-- INSTRUCTIONS TO FOLLOW --
How many lines in this data contain the string "crate"? Reply with the number only.

-- DATA EXTRACT --
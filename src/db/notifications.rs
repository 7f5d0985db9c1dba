use rusqlite::Row;
use uuid::Uuid;

use super::users::require_user_exists;
use super::{format_datetime, now, parse_datetime, parse_uuid, Database};
use crate::error::Result;
use crate::models::*;

fn row_to_notification(row: &Row) -> rusqlite::Result<Notification> {
    Ok(Notification {
        id: parse_uuid(row.get::<_, String>(0)?),
        recipient_id: parse_uuid(row.get::<_, String>(1)?),
        message: row.get(2)?,
        notification_type: NotificationType::from_str(&row.get::<_, String>(3)?)
            .unwrap_or(NotificationType::Like),
        link: row.get(4)?,
        read: row.get::<_, i32>(5)? != 0,
        created_at: parse_datetime(row.get::<_, String>(6)?),
    })
}

impl Database {
    // ============================================================
    // Notifications
    // ============================================================
    //
    // Each operation below is one statement under the connection lock, so
    // notify / mark_all_read / clear_read for a recipient are linearizable:
    // a clear never sees a half-written notification, and a mark never
    // counts a row twice.

    /// Append an unread notification for `input.recipient_id`.
    pub fn create_notification(&self, input: CreateNotificationInput) -> Result<Notification> {
        let conn = self.conn()?;
        require_user_exists(&conn, input.recipient_id)?;

        let id = Uuid::new_v4();
        let now = now();

        conn.execute(
            "INSERT INTO notifications (id, recipient_id, message, notification_type, link, is_read, created_at)
             VALUES (?, ?, ?, ?, ?, 0, ?)",
            (
                id.to_string(),
                input.recipient_id.to_string(),
                &input.message,
                input.notification_type.as_str(),
                &input.link,
                format_datetime(now),
            ),
        )?;

        Ok(Notification {
            id,
            recipient_id: input.recipient_id,
            message: input.message,
            notification_type: input.notification_type,
            link: input.link,
            read: false,
            created_at: now,
        })
    }

    /// The recipient's notifications, newest first.
    pub fn list_notifications(
        &self,
        recipient_id: Uuid,
        request: PageRequest,
    ) -> Result<Page<Notification>> {
        let conn = self.conn()?;

        let total: i64 = conn.query_row(
            "SELECT COUNT(*) FROM notifications WHERE recipient_id = ?",
            [recipient_id.to_string()],
            |row| row.get(0),
        )?;

        let mut stmt = conn.prepare(
            "SELECT id, recipient_id, message, notification_type, link, is_read, created_at
             FROM notifications WHERE recipient_id = ?
             ORDER BY created_at DESC, rowid DESC LIMIT ? OFFSET ?",
        )?;
        let notifications = stmt
            .query_map(
                (recipient_id.to_string(), request.limit(), request.offset()),
                row_to_notification,
            )?
            .collect::<Result<Vec<_>, _>>()?;

        Ok(Page::new(notifications, request, total))
    }

    pub fn unread_count(&self, recipient_id: Uuid) -> Result<i64> {
        let conn = self.conn()?;
        let count: i64 = conn.query_row(
            "SELECT COUNT(*) FROM notifications WHERE recipient_id = ? AND is_read = 0",
            [recipient_id.to_string()],
            |row| row.get(0),
        )?;
        Ok(count)
    }

    /// Flip every unread notification of the recipient to read. Returns how
    /// many changed.
    pub fn mark_all_read(&self, recipient_id: Uuid) -> Result<usize> {
        let conn = self.conn()?;
        let rows = conn.execute(
            "UPDATE notifications SET is_read = 1 WHERE recipient_id = ? AND is_read = 0",
            [recipient_id.to_string()],
        )?;
        Ok(rows)
    }

    /// Delete the recipient's read notifications. Unread ones are kept.
    /// Returns how many were deleted.
    pub fn clear_read(&self, recipient_id: Uuid) -> Result<usize> {
        let conn = self.conn()?;
        let rows = conn.execute(
            "DELETE FROM notifications WHERE recipient_id = ? AND is_read = 1",
            [recipient_id.to_string()],
        )?;
        Ok(rows)
    }
}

-- EXERCISE SOLUTION --
2